Saved data entries:
····················

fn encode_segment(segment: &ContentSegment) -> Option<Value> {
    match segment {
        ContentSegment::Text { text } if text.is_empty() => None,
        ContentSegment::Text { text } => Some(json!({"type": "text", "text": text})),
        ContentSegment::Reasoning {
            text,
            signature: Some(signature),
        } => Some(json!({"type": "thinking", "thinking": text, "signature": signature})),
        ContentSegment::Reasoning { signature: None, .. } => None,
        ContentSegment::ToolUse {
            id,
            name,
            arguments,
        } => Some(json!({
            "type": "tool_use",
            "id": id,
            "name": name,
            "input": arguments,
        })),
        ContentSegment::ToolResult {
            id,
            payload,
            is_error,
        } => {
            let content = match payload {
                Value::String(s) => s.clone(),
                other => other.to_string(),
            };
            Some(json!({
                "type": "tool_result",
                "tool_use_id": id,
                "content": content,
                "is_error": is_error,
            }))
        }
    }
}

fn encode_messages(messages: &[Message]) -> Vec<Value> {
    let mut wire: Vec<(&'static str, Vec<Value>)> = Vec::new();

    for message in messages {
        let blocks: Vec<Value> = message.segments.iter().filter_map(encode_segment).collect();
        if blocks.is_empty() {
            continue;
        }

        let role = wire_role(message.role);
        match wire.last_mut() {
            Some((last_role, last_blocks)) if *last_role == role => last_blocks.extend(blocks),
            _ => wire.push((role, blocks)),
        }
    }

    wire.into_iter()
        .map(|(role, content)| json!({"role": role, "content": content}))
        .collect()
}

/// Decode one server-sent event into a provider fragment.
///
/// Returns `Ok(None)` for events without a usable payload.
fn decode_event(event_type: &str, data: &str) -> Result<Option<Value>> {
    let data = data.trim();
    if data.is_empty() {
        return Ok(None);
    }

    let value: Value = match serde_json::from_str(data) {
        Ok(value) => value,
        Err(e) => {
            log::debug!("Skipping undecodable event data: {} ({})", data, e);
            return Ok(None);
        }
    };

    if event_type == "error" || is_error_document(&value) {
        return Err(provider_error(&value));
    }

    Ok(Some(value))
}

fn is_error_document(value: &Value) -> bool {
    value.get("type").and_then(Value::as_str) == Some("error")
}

····················

Exercise instructions => Take the entries above and write them out again unchanged.

Task solution =>
fn encode_segment(segment: &ContentSegment) -> Option<Value> {
    match segment {
        ContentSegment::Text { text } if text.is_empty() => None,
        ContentSegment::Text { text } => Some(json!({"type": "text", "text": text})),
        ContentSegment::Reasoning {
            text,
            signature: Some(signature),
        } => Some(json!({"type": "thinking", "thinking": text, "signature": signature})),
        ContentSegment::Reasoning { signature: None, .. } => None,
        ContentSegment::ToolUse {
            id,
            name,
            arguments,
        } => Some(json!({
            "type": "tool_use",
            "id": id,
            "name": name,
            "input": arguments,
        })),
        ContentSegment::ToolResult {
            id,
            payload,
            is_error,
        } => {
            let content = match payload {
                Value::String(s) => s.clone(),
                other => other.to_string(),
            };
            Some(json!({
                "type": "tool_result",
                "tool_use_id": id,
                "content": content,
                "is_error": is_error,
            }))
        }
    }
}

fn encode_messages(messages: &[Message]) -> Vec<Value> {
    let mut wire: Vec<(&'static str, Vec<Value>)> = Vec::new();

    for message in messages {
        let blocks: Vec<Value> = message.segments.iter().filter_map(encode_segment).collect();
        if blocks.is_empty() {
            continue;
        }

        let role = wire_role(message.role);
        match wire.last_mut() {
            Some((last_role, last_blocks)) if *last_role == role => last_blocks.extend(blocks),
            _ => wire.push((role, blocks)),
        }
    }

    wire.into_iter()
        .map(|(role, content)| json!({"role": role, "content": content}))
        .collect()
}

/// Decode one server-sent event into a provider fragment.
///
/// Returns `Ok(None)` for events without a usable payload.
fn decode_event(event_type: &str, data: &str) -> Result<Option<Value>> {
    let data = data.trim();
    if data.is_empty() {
        return Ok(None);
    }

    let value: Value = match serde_json::from_str(data) {
        Ok(value) => value,
        Err(e) => {
            log::debug!("Skipping undecodable event data: {} ({})", data, e);
            return Ok(None);
        }
    };

    if event_type == "error" || is_error_document(&value) {
        return Err(provider_error(&value));
    }

    Ok(Some(value))
}

fn is_error_document(value: &Value) -> bool {
    value.get("type").and_then(Value::as_str) == Some("error")
}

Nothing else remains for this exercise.